It is no surprise that we’re witnessing one of the biggest turnovers of what defines human value and its methods or perception of ‘educating’ in history, for all that stood for schooling (information holding and dissemination) is smoothly being taken over by memory chips and the internet. Existing school and college systems are largely at stake of losing all relevance, as collaborative capacities, run for initiatives or instant thought becomes far more valuable than degrees. And as our digital seconds tick, we are closer than ever to realise the futility of the mindless competition and egocentric ideas of ‘success’ our colonised minds have so long adhered to. To such an extent, that we feel completely lost and miserable without a given goal or a checkpoint, probably a hangover of the slavery under the British rule.
Not that we’ve completely gotten out of it, or that the numbness of an enslaved mind has left us, but we surely have started questioning our ideas of ‘success’ and ‘necessities’.
Experimentations and re-evaluations in education, at least in India, have been ages old. But for relatability and a counter colonial narrative, we can go back to 1920’s; when a resourceful and acknowledged figure (in the world of literature and otherwise) tired with the factory model of classroom schooling, decided to have classes under open skies and banyan trees, with complete interdisciplinary courses which continue till date. And no wonder it brought out few of the most diverse and acknowledged minds in the world of cinema to the world of economics.

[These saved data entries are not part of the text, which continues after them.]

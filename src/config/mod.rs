// 配置管理模块
// 处理配置文件加载和环境变量

pub mod settings;
pub mod loader;
pub mod validator;

#[cfg(test)]
mod tests;

pub use settings::*;
pub use loader::*;
pub use validator::*;
// 日志后端构建
// 由 LoggerConfig 组装 tracing 订阅器，得到一个不可变的日志核心

use std::fmt;
use std::sync::Arc;

use tracing::Dispatch;
use tracing_subscriber::{fmt as tracing_fmt, layer::SubscriberExt, Layer, Registry};

use crate::errors::Result;
use crate::logging::{AlertLayer, AlertingSink, Encoding, Level, LoggerConfig, Outputs, Sampler};

/// 致命路径的处理函数，参数为原因
pub type FatalHook = Arc<dyn Fn(&str) + Send + Sync>;

/// 默认的致命处理: 退出进程
pub fn exit_process() -> FatalHook {
    Arc::new(|_reason: &str| std::process::exit(1))
}

type BoxedLayer = Box<dyn Layer<Registry> + Send + Sync + 'static>;

/// 日志核心: 配置、订阅器、采样器与已挂载的告警通道
///
/// 主输出与告警通道各用一个订阅器。阈值与采样只作用于主输出，
/// 告警通道按自身级别接收记录。
pub struct LoggerCore {
    config: LoggerConfig,
    dispatch: Dispatch,
    alerting: Option<Dispatch>,
    sampler: Option<Sampler>,
    alerts: Vec<Arc<AlertingSink>>,
    on_fatal: FatalHook,
}

impl LoggerCore {
    /// 构建日志核心；输出目标无法打开时返回错误
    pub fn build(
        config: LoggerConfig,
        alerts: Vec<Arc<AlertingSink>>,
        on_fatal: FatalHook,
    ) -> Result<Self> {
        let outputs = Outputs::open(&config.outputs)?;
        Ok(Self::with_outputs(config, outputs, alerts, on_fatal))
    }

    /// 使用已打开的输出构建
    pub fn with_outputs(
        config: LoggerConfig,
        outputs: Outputs,
        alerts: Vec<Arc<AlertingSink>>,
        on_fatal: FatalHook,
    ) -> Self {
        let output = tracing_subscriber::registry().with(format_layer(&config, outputs));

        let alerting = (!alerts.is_empty()).then(|| {
            let layers: Vec<BoxedLayer> = alerts
                .iter()
                .map(|sink| AlertLayer::new(Arc::clone(sink)).boxed())
                .collect();
            Dispatch::new(tracing_subscriber::registry().with(layers))
        });
        let sampler = config.sampling.map(Sampler::new);

        Self {
            config,
            dispatch: Dispatch::new(output),
            alerting,
            sampler,
            alerts,
            on_fatal,
        }
    }

    pub fn config(&self) -> &LoggerConfig {
        &self.config
    }

    pub fn level(&self) -> Level {
        self.config.level
    }

    /// 主输出的订阅器
    pub fn dispatch(&self) -> &Dispatch {
        &self.dispatch
    }

    /// 告警通道的订阅器，未挂载告警时为空
    pub fn alerting(&self) -> Option<&Dispatch> {
        self.alerting.as_ref()
    }

    pub fn alerts(&self) -> &[Arc<AlertingSink>] {
        &self.alerts
    }

    pub fn on_fatal(&self) -> &FatalHook {
        &self.on_fatal
    }

    pub fn enabled(&self, level: Level) -> bool {
        self.config.level.enables(level)
    }

    /// 主输出的级别与采样判断
    pub fn check(&self, level: Level, message: &str) -> bool {
        if !self.enabled(level) {
            return false;
        }

        match &self.sampler {
            Some(sampler) => sampler.sample(level, message),
            None => true,
        }
    }

    /// 是否有告警通道接收该级别
    pub fn alerts_accept(&self, level: Level) -> bool {
        self.alerts.iter().any(|sink| sink.accepts(level))
    }

    pub fn captures_stacktrace(&self, level: Level) -> bool {
        level >= self.config.stacktrace_level
    }
}

impl fmt::Debug for LoggerCore {
    fn fmt(&self, f: &mut fmt::Formatter<'_>) -> fmt::Result {
        f.debug_struct("LoggerCore")
            .field("config", &self.config)
            .field("sampler", &self.sampler)
            .field("alerts", &self.alerts)
            .finish()
    }
}

fn format_layer(config: &LoggerConfig, outputs: Outputs) -> BoxedLayer {
    match config.encoding {
        Encoding::Json => tracing_fmt::layer()
            .json()
            .flatten_event(true)
            .with_current_span(false)
            .with_span_list(false)
            .with_target(false)
            .with_writer(outputs)
            .boxed(),
        Encoding::Console => tracing_fmt::layer()
            .pretty()
            .with_ansi(config.ansi)
            .with_file(false)
            .with_line_number(false)
            .with_target(false)
            .with_writer(outputs)
            .boxed(),
    }
}
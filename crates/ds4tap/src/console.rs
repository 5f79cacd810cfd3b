use std::fmt::Write as _;
use std::io::{self, Write};

use ds4tap_report::{Axes3, Telemetry};

/// Formats one telemetry line. `node` prefixes the line when several
/// controllers share the output.
pub(crate) fn format_telemetry(node: Option<&str>, telemetry: &Telemetry) -> String {
    let mut line = String::with_capacity(128);
    if let Some(node) = node {
        let _ = write!(line, "[{node}] ");
    }

    let t = telemetry.timestamp.as_secs_f64();
    let ls = telemetry.left_stick;
    let rs = telemetry.right_stick;
    let _ = write!(
        line,
        "{t:6.3}s | LS({:3},{:3}) RS({:3},{:3}) L2={:3} R2={:3} | G:{} A:{} Batt:{:3}%",
        ls.x,
        ls.y,
        rs.x,
        rs.y,
        telemetry.trigger_l,
        telemetry.trigger_r,
        axes(telemetry.gyro),
        axes(telemetry.accel),
        telemetry.battery.percent,
    );
    if telemetry.battery.charging {
        line.push_str(" (charging)");
    } else if telemetry.battery.is_full() {
        line.push_str(" (full)");
    }

    if !telemetry.dpad.is_neutral() {
        let _ = write!(line, " | DPad:{:?}", telemetry.dpad);
    }
    let pressed = telemetry.buttons.pressed();
    if !pressed.is_empty() {
        line.push_str(" |");
        for button in pressed {
            line.push(' ');
            line.push_str(button.name());
        }
    }
    line
}

fn axes(value: Axes3) -> String {
    format!("({:6},{:6},{:6})", value.x, value.y, value.z)
}

/// Writes telemetry lines to stdout.
pub(crate) struct Console {
    out: io::Stdout,
}

impl Default for Console {
    fn default() -> Self {
        Self::new()
    }
}

impl Console {
    pub(crate) fn new() -> Self {
        Self { out: io::stdout() }
    }

    pub(crate) fn line(&mut self, line: &str) -> io::Result<()> {
        let mut out = self.out.lock();
        writeln!(out, "{line}")
    }
}
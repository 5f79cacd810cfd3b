use std::io;
use std::sync::Arc;
use std::time::Instant;

use crossbeam_channel::{select, unbounded, Sender};
use ds4tap_device::{
    spawn_reader, DeviceDescriptor, DeviceRegistry, Discovery, ReaderConfig, ReaderEvent,
    ReaderHandle, Registration, TargetDevice, Transport,
};

use crate::config::{BackendKind, Config};
use crate::console::{format_telemetry, Console};
use crate::error::StartupError;
use crate::record::{Recorder, Sample};
use crate::{print_debug, print_error, print_info, print_warning};

type Registry = Arc<DeviceRegistry<ReaderHandle>>;

/// Opens a discovery backend of the given kind.
pub(crate) fn discovery(kind: BackendKind) -> Result<Box<dyn Discovery>, StartupError> {
    match kind {
        #[cfg(feature = "hidapi-backend")]
        BackendKind::Hid => Ok(Box::new(ds4tap_device::backend::hid::HidBackend::new()?)),
        #[cfg(all(feature = "udev-backend", target_os = "linux"))]
        BackendKind::Udev => Ok(Box::new(ds4tap_device::backend::udev::UdevBackend::new()?)),
        #[allow(unreachable_patterns)]
        other => Err(StartupError::BackendUnavailable(other)),
    }
}

/// Prints discovered devices, matching ones marked with `*`.
pub(crate) fn list(kind: BackendKind, target: TargetDevice, all: bool) -> Result<(), StartupError> {
    let devices = discovery(kind)?.enumerate()?;
    let mut console = Console::new();
    let mut shown = 0;
    for device in &devices {
        let matching = target.matches(device);
        if !matching && !all {
            continue;
        }
        let mark = if matching { '*' } else { ' ' };
        console.line(&format!("{mark} {device}"))?;
        shown += 1;
    }
    if shown == 0 {
        print_info!(
            "no controller matching {:04x}:{:04x}",
            target.vendor_id,
            target.product_id
        );
    }
    Ok(())
}

/// Fails with [`StartupError::DeviceNotFound`] when the snapshot holds no
/// matching controller and one is required.
fn check_attached(config: &Config, snapshot: &[DeviceDescriptor]) -> Result<(), StartupError> {
    let found = snapshot
        .iter()
        .filter(|descriptor| config.target.matches(descriptor))
        .count();
    if found > 0 {
        print_debug!("{found} matching controller(s) attached");
        return Ok(());
    }
    if config.require_device {
        return Err(StartupError::DeviceNotFound(config.target));
    }
    print_warning!("no controller attached yet");
    Ok(())
}

fn reader_starter(
    transport: Arc<dyn Transport>,
    registry: Registry,
    config: ReaderConfig,
    events: Sender<ReaderEvent>,
) -> impl FnMut(&DeviceDescriptor, Registration) -> io::Result<ReaderHandle> + Send + 'static {
    move |descriptor, registration| {
        spawn_reader(
            Arc::clone(&transport),
            descriptor.clone(),
            registration,
            Arc::clone(&registry),
            config,
            events.clone(),
        )
    }
}

/// Starts readers for the attached controllers. The hid backend has no
/// hot-plug stream, so the monitor finishes right after draining.
#[cfg(feature = "hidapi-backend")]
fn start_hid(
    config: &Config,
    reader: ReaderConfig,
    registry: &Registry,
    events: Sender<ReaderEvent>,
) -> Result<(), StartupError> {
    use ds4tap_device::backend::hid::HidBackend;
    use ds4tap_device::HotplugMonitor;

    let backend = HidBackend::new()?;
    let snapshot = backend.enumerate()?;
    check_attached(config, &snapshot)?;

    let transport: Arc<dyn Transport> = Arc::new(backend);
    let start = reader_starter(transport, Arc::clone(registry), reader, events);
    let mut monitor = HotplugMonitor::new(config.target, Arc::clone(registry), start);
    monitor.drain(snapshot);
    monitor.run(std::iter::empty());
    Ok(())
}

/// Checks the attached devices, then hands discovery to a hot-plug thread.
///
/// libudev handles stay on the thread that created them, so the thread
/// builds its own backend. It subscribes before enumerating; a device that
/// shows up in both is deduplicated by the registry.
#[cfg(all(feature = "udev-backend", feature = "hidapi-backend", target_os = "linux"))]
fn start_udev(
    config: &Config,
    reader: ReaderConfig,
    registry: &Registry,
    events: Sender<ReaderEvent>,
) -> Result<(), StartupError> {
    use ds4tap_device::backend::hid::HidBackend;
    use ds4tap_device::backend::udev::UdevBackend;
    use ds4tap_device::{EventSource, HotplugMonitor};

    let snapshot = UdevBackend::new()?.enumerate()?;
    check_attached(config, &snapshot)?;

    let transport: Arc<dyn Transport> = Arc::new(HidBackend::new()?);
    let start = reader_starter(transport, Arc::clone(registry), reader, events);
    let registry = Arc::clone(registry);
    let target = config.target;

    std::thread::Builder::new()
        .name("ds4tap-hotplug".into())
        .spawn(move || {
            let run = || -> ds4tap_device::Result<()> {
                let backend = UdevBackend::new()?;
                let stream = backend.subscribe()?;
                let snapshot = backend.enumerate()?;

                let mut monitor = HotplugMonitor::new(target, registry, start);
                monitor.drain(snapshot);
                print_debug!("following hot-plug events");
                monitor.run(stream);
                Ok(())
            };
            if let Err(err) = run() {
                print_error!("hot-plug monitor failed: {err}");
            }
        })?;
    Ok(())
}

fn start(
    config: &Config,
    reader: ReaderConfig,
    registry: &Registry,
    events: Sender<ReaderEvent>,
) -> Result<(), StartupError> {
    match config.backend {
        #[cfg(feature = "hidapi-backend")]
        BackendKind::Hid => start_hid(config, reader, registry, events),
        #[cfg(all(feature = "udev-backend", feature = "hidapi-backend", target_os = "linux"))]
        BackendKind::Udev => start_udev(config, reader, registry, events),
        #[allow(unreachable_patterns)]
        other => {
            drop(events);
            Err(StartupError::BackendUnavailable(other))
        }
    }
}

/// Logs the readers still registered when the session ends.
fn report_active(registry: &Registry) {
    for node in registry.nodes() {
        registry.with_handle(&node, |handle| {
            let uptime = handle.started_at.elapsed().as_secs_f64();
            if handle.is_finished() {
                print_warning!("{}: reader exited without releasing its slot", handle.descriptor);
            } else {
                print_debug!("{}: read for {uptime:.1}s", handle.descriptor);
            }
        });
    }
}

/// Runs a telemetry session until Ctrl+C or until every reader is gone
/// and no more can appear.
pub(crate) fn run(config: &Config, quiet: bool) -> Result<(), StartupError> {
    let (stop_tx, stop_rx) = unbounded::<()>();
    ctrlc::set_handler(move || {
        let _ = stop_tx.send(());
    })?;

    let reader = ReaderConfig {
        read_timeout: config.reader.read_timeout,
        min_report_len: config.reader.min_report_len,
        buffer_len: config.reader.buffer_len,
        session_start: Instant::now(),
    };
    let registry: Registry = Arc::new(DeviceRegistry::new());
    let (event_tx, event_rx) = unbounded::<ReaderEvent>();
    start(config, reader, &registry, event_tx)?;

    let mut recorder = config.record.enabled.then(Recorder::new);
    let mut console = (!quiet).then(Console::new);
    print_info!("ds4tap started ({} backend). Press Ctrl+C to stop.", config.backend);

    loop {
        select! {
            recv(stop_rx) -> _ => {
                break;
            }
            recv(event_rx) -> msg => {
                match msg {
                    Ok(ReaderEvent::Attached(descriptor)) => {
                        print_info!("reading {descriptor}");
                    }
                    Ok(ReaderEvent::Sample { node_id, telemetry }) => {
                        if let Some(recorder) = recorder.as_mut() {
                            recorder.push(Sample::from(&telemetry));
                        }
                        let Some(console) = console.as_mut() else {
                            continue;
                        };
                        let node = (registry.len() > 1).then_some(&*node_id);
                        if let Err(err) = console.line(&format_telemetry(node, &telemetry)) {
                            print_error!("failed to write telemetry: {err}");
                            break;
                        }
                    }
                    Ok(ReaderEvent::Invalid { node_id, error }) => {
                        print_debug!("{node_id}: report skipped: {error}");
                    }
                    Ok(ReaderEvent::Detached { node_id, reason, uptime }) => {
                        match uptime {
                            Some(uptime) => {
                                print_warning!(
                                    "{node_id}: controller detached after {:.1}s: {reason}",
                                    uptime.as_secs_f64()
                                );
                            }
                            None => {
                                print_warning!("{node_id}: controller detached: {reason}");
                            }
                        }
                    }
                    Err(_) => {
                        print_info!("no controllers left");
                        break;
                    }
                }
            }
        }
    }

    report_active(&registry);

    if let Some(recorder) = recorder {
        let path = recorder.save(&config.record.dir, chrono::Local::now())?;
        print_info!("Saved {} samples to {}", recorder.len(), path.display());
    }
    Ok(())
}

#[cfg(test)]
mod tests {
    use super::*;

    fn foreign_devices() -> Vec<DeviceDescriptor> {
        vec![
            DeviceDescriptor::usb("/dev/hidraw0", 0x046d, 0xc52b),
            DeviceDescriptor::usb("/dev/hidraw1", 0x054c, 0x05c4),
            DeviceDescriptor::input("/dev/input/event3", "054c", false),
        ]
    }

    #[test]
    fn missing_controller_fails_startup_with_exit_code_2() {
        let config = Config::default();
        let err = check_attached(&config, &foreign_devices()).expect_err("no match");
        assert!(matches!(err, StartupError::DeviceNotFound(target) if target == config.target));
        assert_eq!(err.exit_code(), 2);
    }

    #[test]
    fn missing_controller_is_tolerated_when_not_required() {
        let config = Config {
            require_device: false,
            ..Config::default()
        };
        assert!(check_attached(&config, &foreign_devices()).is_ok());
        assert!(check_attached(&config, &[]).is_ok());
    }

    #[test]
    fn attached_controller_passes_check() {
        let mut snapshot = foreign_devices();
        snapshot.push(DeviceDescriptor::usb("/dev/hidraw2", 0x054c, 0x09cc));
        assert!(check_attached(&Config::default(), &snapshot).is_ok());
    }

    #[test]
    fn other_startup_errors_exit_with_code_1() {
        let errors = [
            StartupError::BackendUnavailable(BackendKind::Hid),
            StartupError::Transport(ds4tap_device::TransportError::Other("hid".into())),
            StartupError::Io(io::Error::other("disk")),
        ];
        for err in errors {
            assert_eq!(err.exit_code(), 1, "{err}");
        }
    }
}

Rabindranath Tagore, thus, can be taken as one of the foremost examples of those in India who pioneered experiential learning, with symbiosis and self-realisation as core values, countering the absurd idea of British schooling (which were no more than prisons training ‘well behaved’ clerical slaves).
There were several others including Mahatma Gandhi (idea of swaraj), Sri Aurobindo (Auroville) who have tried to, and to certain extent have, successfully established spaces and ideas of exploratory and experimental schooling, and a human society where growth and thought are driving factors. It is a mind-boggling phenomenon, however, to see ‘globalisation’ cause such an impact, that even after seventy years, people are still being sold mono-cultured and linear ideas of success, where it is an imaginary ladder to climb, while ensuring that others are left behind. And the only way to climb that ladder is with an IIT certificate, without which one might as well imagine a deadbeat existence. If we care to reimagine the world, we must look beyond the usual faces of success, the famous CEOs and Billionaires and Investment Bankers, and find new ones that have succeeded in life differently.
Jail University, Udaipur
The inmates here, at the Central Jail of Udaipur, try to explore activities which are close to their hearts, discovering a sense of freedom during their time in prison. This includes a variety of things, from permaculture to theatre to painting, through a wonderful program called Jail University. One of the faculty-inmates for the program, began his journey at the jail six years ago, when according to him he, along with his father and grandfather, was falsely accused of a crime and sent into prison. Following an intensely difficult phase and getting a lifelong sentence, on the verge of giving up, he found painting to be his companion and guide through the program. From intricate drawings for drawing books to painting murals on walls, he found his calling. Took him nine months to master his craft, and some amount of resilient faith to start passing it on to twenty other inmates, who plan to continue it professionally when they get out. This program aims at shifting the societal outlook of imprisonment, punishment and crime to a more inclusive process of lifelong learning and a journey of finding one’s true calling.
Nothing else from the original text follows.